Our minds see a lot of patterns that don’t exist. We make observations of randomness and find patterns that we assume to be based on a causal link when in reality no causal structure exists between our observations. This can happen in 3 point shooting in basketball, in observations of bomb locations in WWII London, and in music streaming services. We are primed to see patterns and causes, and we can construct them even when we shouldn’t. One contributing factor for incorrect pattern observation is that we tend to make post hoc conclusions, making observations after the fact without predicting what we might expect to see before hand.


Using the WWII example, Cass Sunstein and Richard Thaler in the book Nudge show how people developed misconstructions of German bombing patterns in London during the war. The German bombing wasn’t precise, and there was no real pattern to the bombing raids and where bombs actually exploded across the city. Nevertheless, people mistakenly viewed a pattern in the random distribution of bombs. The authors describe the mistaken pattern identification by writing, “We often see patterns because we construct our informational tests only after looking at the evidence.”


People could map where bombs fell, and then create explanations for what targets the Germans were aiming at, for why the Germans would target a certain part of the city, and what strategic purpose the bombing was trying to accomplish. But these reasons are all post hoc constructions meant to satisfy a non-existent pattern that someone expected to find. We also see this in basketball, when a shooter makes a few baskets and is believed to have the hot hand or be on fire. In music streaming services, algorithms are actually tweaked to be less random, because listeners who hear two consecutive songs or more by the same band will assume the streaming isn’t randomizing the music, even though random chance will sometimes pick a string of songs from the same band or even from the same album.
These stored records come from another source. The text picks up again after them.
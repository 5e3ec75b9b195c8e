// src/repositories/key_value_store.rs
//
// Key-value persistence for planner entries.
//
// Values are opaque strings (JSON documents in practice); a `set` replaces
// the previous value for the key wholesale.

use chrono::Utc;
use std::collections::HashMap;
use std::sync::{Arc, RwLock};

use crate::db::ConnectionPool;
use crate::error::{AppError, AppResult};

// ---------------------------------------------------------------------
// Store contract
// ---------------------------------------------------------------------
pub trait KeyValueStore: Send + Sync {
    fn get(&self, key: &str) -> AppResult<Option<String>>;

    fn set(&self, key: &str, value: &str) -> AppResult<()>;

    fn remove(&self, key: &str) -> AppResult<()>;
}

// ---------------------------------------------------------------------
// SQLite Implementation
// ---------------------------------------------------------------------
pub struct SqliteKeyValueStore {
    pool: Arc<ConnectionPool>,
}

impl SqliteKeyValueStore {
    pub fn new(pool: Arc<ConnectionPool>) -> Self {
        Self { pool }
    }
}

impl KeyValueStore for SqliteKeyValueStore {
    fn get(&self, key: &str) -> AppResult<Option<String>> {
        let conn = self.pool.get()?;
        let result = conn.query_row(
            "SELECT value FROM key_value_entries WHERE key = ?1",
            rusqlite::params![key],
            |row| row.get::<_, String>(0),
        );

        match result {
            Ok(value) => Ok(Some(value)),
            Err(rusqlite::Error::QueryReturnedNoRows) => Ok(None),
            Err(e) => Err(AppError::Database(e)),
        }
    }

    fn set(&self, key: &str, value: &str) -> AppResult<()> {
        let conn = self.pool.get()?;
        conn.execute(
            "INSERT OR REPLACE INTO key_value_entries (key, value, updated_at) VALUES (?1, ?2, ?3)",
            rusqlite::params![key, value, Utc::now().to_rfc3339()],
        )?;
        Ok(())
    }

    fn remove(&self, key: &str) -> AppResult<()> {
        let conn = self.pool.get()?;
        conn.execute("DELETE FROM key_value_entries WHERE key = ?1", rusqlite::params![key])?;
        Ok(())
    }
}

// ---------------------------------------------------------------------
// In-memory Implementation
// ---------------------------------------------------------------------
#[derive(Default)]
pub struct InMemoryKeyValueStore {
    entries: RwLock<HashMap<String, String>>,
}

impl InMemoryKeyValueStore {
    pub fn new() -> Self {
        Self::default()
    }
}

fn poisoned<T>(_: T) -> AppError {
    AppError::Other("Key-value store lock poisoned".to_string())
}

impl KeyValueStore for InMemoryKeyValueStore {
    fn get(&self, key: &str) -> AppResult<Option<String>> {
        let entries = self.entries.read().map_err(poisoned)?;
        Ok(entries.get(key).cloned())
    }

    fn set(&self, key: &str, value: &str) -> AppResult<()> {
        let mut entries = self.entries.write().map_err(poisoned)?;
        entries.insert(key.to_string(), value.to_string());
        Ok(())
    }

    fn remove(&self, key: &str) -> AppResult<()> {
        let mut entries = self.entries.write().map_err(poisoned)?;
        entries.remove(key);
        Ok(())
    }
}
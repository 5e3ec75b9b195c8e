use chrono::{DateTime, Duration, Utc};

use super::entity::Reminder;
use crate::domain::media::MediaType;
use crate::domain::{DomainError, DomainResult};

/// Window within which two reminders for the same media count as the same moment
pub const DUPLICATE_TOLERANCE_MS: i64 = 1_000;

pub fn default_duplicate_tolerance() -> Duration {
    Duration::milliseconds(DUPLICATE_TOLERANCE_MS)
}

/// First reminder that would collide with the candidate, if any.
///
/// A collision is an exact match on media type and media name with dates
/// strictly less than `tolerance` apart.
pub fn find_conflict<'a, I>(
    existing: I,
    date: DateTime<Utc>,
    media_type: MediaType,
    media_name: &str,
    tolerance: Duration,
) -> Option<&'a Reminder>
where
    I: IntoIterator<Item = &'a Reminder>,
{
    existing.into_iter().find(|r| {
        r.media_type == media_type && r.media_name == media_name && (r.date - date).abs() < tolerance
    })
}

/// Rejects a candidate that collides with an existing reminder
pub fn ensure_not_duplicate<'a, I>(
    existing: I,
    date: DateTime<Utc>,
    media_type: MediaType,
    media_name: &str,
    tolerance: Duration,
) -> DomainResult<()>
where
    I: IntoIterator<Item = &'a Reminder>,
{
    match find_conflict(existing, date, media_type, media_name, tolerance) {
        Some(conflict) => Err(DomainError::DuplicateReminder {
            media_type,
            media_name: media_name.to_string(),
            existing_id: conflict.id,
        }),
        None => Ok(()),
    }
}

#[cfg(test)]
mod tests {
    use super::*;
    use chrono::TimeZone;

    fn base() -> DateTime<Utc> {
        Utc.with_ymd_and_hms(2025, 1, 1, 10, 0, 0).unwrap()
    }

    #[test]
    fn test_within_tolerance_conflicts() {
        let existing = vec![Reminder::new(base(), MediaType::Video, "clip1.mp4")];
        let result = ensure_not_duplicate(
            &existing,
            base() + Duration::milliseconds(500),
            MediaType::Video,
            "clip1.mp4",
            default_duplicate_tolerance(),
        );

        match result {
            Err(DomainError::DuplicateReminder { existing_id, .. }) => {
                assert_eq!(existing_id, existing[0].id)
            }
            other => panic!("Expected DuplicateReminder, got {:?}", other),
        }
    }

    #[test]
    fn test_exactly_one_second_apart_is_allowed() {
        let existing = vec![Reminder::new(base(), MediaType::Video, "clip1.mp4")];
        let result = ensure_not_duplicate(
            &existing,
            base() - Duration::seconds(1),
            MediaType::Video,
            "clip1.mp4",
            default_duplicate_tolerance(),
        );
        assert!(result.is_ok());
    }

    #[test]
    fn test_other_media_never_conflicts() {
        let existing = vec![Reminder::new(base(), MediaType::Video, "clip1.mp4")];
        let tolerance = default_duplicate_tolerance();

        assert!(ensure_not_duplicate(&existing, base(), MediaType::Audio, "clip1.mp4", tolerance).is_ok());
        assert!(ensure_not_duplicate(&existing, base(), MediaType::Video, "clip2.mp4", tolerance).is_ok());
        // Duplicate detection compares names exactly, unlike lookup
        assert!(ensure_not_duplicate(&existing, base(), MediaType::Video, "clip1", tolerance).is_ok());
    }
}
use std::num::NonZeroUsize;

use crate::core::actions::measure_scaling::errors::HarnessError;
use crate::core::actions::measure_scaling::speedup_model::DEFAULT_PREDICTION_MAX_WORKERS;

pub const DEFAULT_WORKER_COUNTS: [usize; 8] = [1, 2, 4, 6, 8, 12, 16, 18];
pub const DEFAULT_REPETITIONS: usize = 5;
pub const DEFAULT_BASELINE_REPETITIONS: usize = 1;

/// Parameters of a scaling sweep.
#[derive(Debug, Clone, PartialEq, Eq)]
pub struct ScalingConfig {
    pub worker_counts: Vec<usize>,
    /// Parallel runs per worker count.
    pub repetitions: usize,
    /// Serial runs averaged into each baseline.
    pub baseline_repetitions: usize,
    /// Upper bound of the predicted Amdahl/Gustafson curves.
    pub prediction_max_workers: usize,
}

impl Default for ScalingConfig {
    fn default() -> Self {
        Self {
            worker_counts: DEFAULT_WORKER_COUNTS.to_vec(),
            repetitions: DEFAULT_REPETITIONS,
            baseline_repetitions: DEFAULT_BASELINE_REPETITIONS,
            prediction_max_workers: DEFAULT_PREDICTION_MAX_WORKERS,
        }
    }
}

impl ScalingConfig {
    #[must_use]
    pub fn with_worker_counts(worker_counts: Vec<usize>, repetitions: usize) -> Self {
        Self {
            worker_counts,
            repetitions,
            ..Self::default()
        }
    }

    /// Checks every parameter and returns the distinct worker counts in
    /// ascending order.
    pub fn validated_worker_counts(&self) -> Result<Vec<NonZeroUsize>, HarnessError> {
        if self.worker_counts.is_empty() {
            return Err(HarnessError::NoWorkerCounts);
        }
        if self.repetitions == 0 {
            return Err(HarnessError::ZeroRepetitions);
        }
        if self.baseline_repetitions == 0 {
            return Err(HarnessError::ZeroBaselineRepetitions);
        }

        let mut counts = self
            .worker_counts
            .iter()
            .enumerate()
            .map(|(index, &count)| {
                NonZeroUsize::new(count).ok_or(HarnessError::ZeroWorkerCount { index })
            })
            .collect::<Result<Vec<_>, _>>()?;
        counts.sort();
        counts.dedup();

        Ok(counts)
    }
}
use clap::Parser;
use tracing_subscriber::EnvFilter;

fn main() -> Result<(), Box<dyn std::error::Error>> {
    // Structured logging on stderr, filtered by RUST_LOG and defaulting to info
    let _ = tracing_subscriber::fmt()
        .with_env_filter(
            EnvFilter::try_from_default_env().unwrap_or_else(|_| EnvFilter::new("info")),
        )
        .with_writer(std::io::stderr)
        .try_init();

    let cli = mandelscale::Cli::parse();

    mandelscale::run_cli(cli).inspect_err(|err| tracing::error!(%err, "command failed"))
}
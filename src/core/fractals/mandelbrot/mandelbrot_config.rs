use thiserror::Error;

use crate::core::actions::schedule::scheduler::Scheduler;
use crate::core::data::execution_mode::{ExecutionMode, PartitionPolicy};
use crate::core::data::iteration_cap::{IterationCap, IterationCapError};
use crate::core::data::viewport::{Viewport, ViewportError};

pub const DEFAULT_MAX_ITERATIONS: u32 = 100;
pub const DEFAULT_WIDTH: u32 = 800;
pub const DEFAULT_HEIGHT: u32 = 500;
pub const DEFAULT_XMIN: f64 = -2.5;
pub const DEFAULT_XMAX: f64 = 1.0;
pub const DEFAULT_YMIN: f64 = -1.0;
pub const DEFAULT_YMAX: f64 = 1.0;

#[derive(Debug, Copy, Clone, PartialEq, Error)]
pub enum RenderConfigError {
    #[error(transparent)]
    Viewport(#[from] ViewportError),
    #[error(transparent)]
    IterationCap(#[from] IterationCapError),
}

/// Raw render settings. Validated into domain types by [`RenderConfig::viewport`]
/// and [`RenderConfig::cap`] before anything is computed.
#[derive(Debug, Copy, Clone, PartialEq)]
pub struct RenderConfig {
    pub max_iterations: u32,
    pub width: u32,
    pub height: u32,
    pub xmin: f64,
    pub xmax: f64,
    pub ymin: f64,
    pub ymax: f64,
    pub mode: ExecutionMode,
    pub policy: PartitionPolicy,
}

impl Default for RenderConfig {
    fn default() -> Self {
        Self {
            max_iterations: DEFAULT_MAX_ITERATIONS,
            width: DEFAULT_WIDTH,
            height: DEFAULT_HEIGHT,
            xmin: DEFAULT_XMIN,
            xmax: DEFAULT_XMAX,
            ymin: DEFAULT_YMIN,
            ymax: DEFAULT_YMAX,
            mode: ExecutionMode::Serial,
            policy: PartitionPolicy::default(),
        }
    }
}

impl RenderConfig {
    pub fn viewport(&self) -> Result<Viewport, RenderConfigError> {
        Ok(Viewport::new(
            self.xmin,
            self.xmax,
            self.ymin,
            self.ymax,
            self.width,
            self.height,
        )?)
    }

    pub fn cap(&self) -> Result<IterationCap, RenderConfigError> {
        Ok(IterationCap::new(self.max_iterations)?)
    }

    #[must_use]
    pub fn scheduler(&self) -> Scheduler {
        Scheduler::new(self.mode, self.policy)
    }
}
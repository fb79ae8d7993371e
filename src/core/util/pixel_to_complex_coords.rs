use crate::core::data::complex::Complex;
use crate::core::data::viewport::Viewport;

/// Linear map from pixel `(x, y)` to the complex plane.
///
/// Pixel 0 lands on the lower bound; pixel `width` would land on the upper
/// bound, so the last column stops one step short of it.
#[must_use]
pub fn pixel_to_complex_coords(pixel_x: u32, pixel_y: u32, viewport: &Viewport) -> Complex {
    debug_assert!(pixel_x < viewport.width() && pixel_y < viewport.height());

    let origin = viewport.top_left();
    let real =
        origin.real + f64::from(pixel_x) * viewport.region_width() / f64::from(viewport.width());
    let imag =
        origin.imag + f64::from(pixel_y) * viewport.region_height() / f64::from(viewport.height());

    Complex { real, imag }
}
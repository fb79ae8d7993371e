use std::num::NonZeroUsize;

use rayon::prelude::*;
use rayon::{ThreadPoolBuildError, ThreadPoolBuilder};

use crate::core::actions::generate_fractal::errors::{GenerateFractalError, compute_row_guarded};
use crate::core::actions::generate_fractal::ports::row_task::RowTask;
use crate::core::data::image_matrix::PixelResult;

/// Generates every row on a dedicated rayon pool of `workers` threads.
///
/// Rows are stolen one at a time, so expensive rows near the set do not stall
/// a whole band. The pool lives only for this call and its threads are joined
/// before it returns. The indexed `collect` keeps rows in index order whatever
/// order the workers finish in.
pub fn generate_fractal_parallel_rayon<T>(
    task: &T,
    workers: NonZeroUsize,
) -> Result<Vec<Vec<PixelResult>>, GenerateFractalError<T::Failure>>
where
    T: RowTask + Sync,
{
    install_scoped(worker_pool(workers), || {
        (0..task.height())
            .into_par_iter()
            .map(|y| compute_row_guarded(task, y))
            .collect()
    })?
}

fn worker_pool(workers: NonZeroUsize) -> ThreadPoolBuilder {
    ThreadPoolBuilder::new()
        .num_threads(workers.get())
        .thread_name(|index| format!("mandelscale-worker-{index}"))
}

// Worker threads are spawned in a thread scope, so every one has exited when
// this returns.
fn install_scoped<R, OP>(builder: ThreadPoolBuilder, op: OP) -> Result<R, ThreadPoolBuildError>
where
    OP: FnOnce() -> R + Send,
    R: Send,
{
    builder.build_scoped(|thread| thread.run(), |pool| pool.install(op))
}
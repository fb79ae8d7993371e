use std::num::NonZeroUsize;
use std::time::Duration;

use crate::core::actions::schedule::errors::ScheduleError;
use crate::core::data::iteration_cap::IterationCap;
use crate::core::data::viewport::Viewport;

/// Something the scaling harness can time.
///
/// `workers == None` asks for a serial run.
pub trait Workload {
    fn run(
        &self,
        viewport: &Viewport,
        cap: IterationCap,
        workers: Option<NonZeroUsize>,
    ) -> Result<Duration, ScheduleError>;
}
The examples I mentioned in the previous paragraph are harmless cognitive errors stemming from poorly constructed post hoc explanations of phenomena.  However, post hoc conclusions based on non-existent patterns are important to consider because they can have real consequences in our lives and societies. If we are in a position to make important decisions for our families, our companies, or our communities, we should recognize that we possess the ability to be wildly wrong about observed patterns. It is important that we use better statistical techniques or listen to the experts who can honestly employ them to help us make decisions. We should not panic about meaningless stock market fluctuations and we should not incarcerate people based on poor crime statistic understandings. We should instead remember that our brains will look for patterns and find them even if they don’t actually exist. We should state assumptions before we make observations, rather than making post hoc conclusions on poor justifications for the patterns we want to see.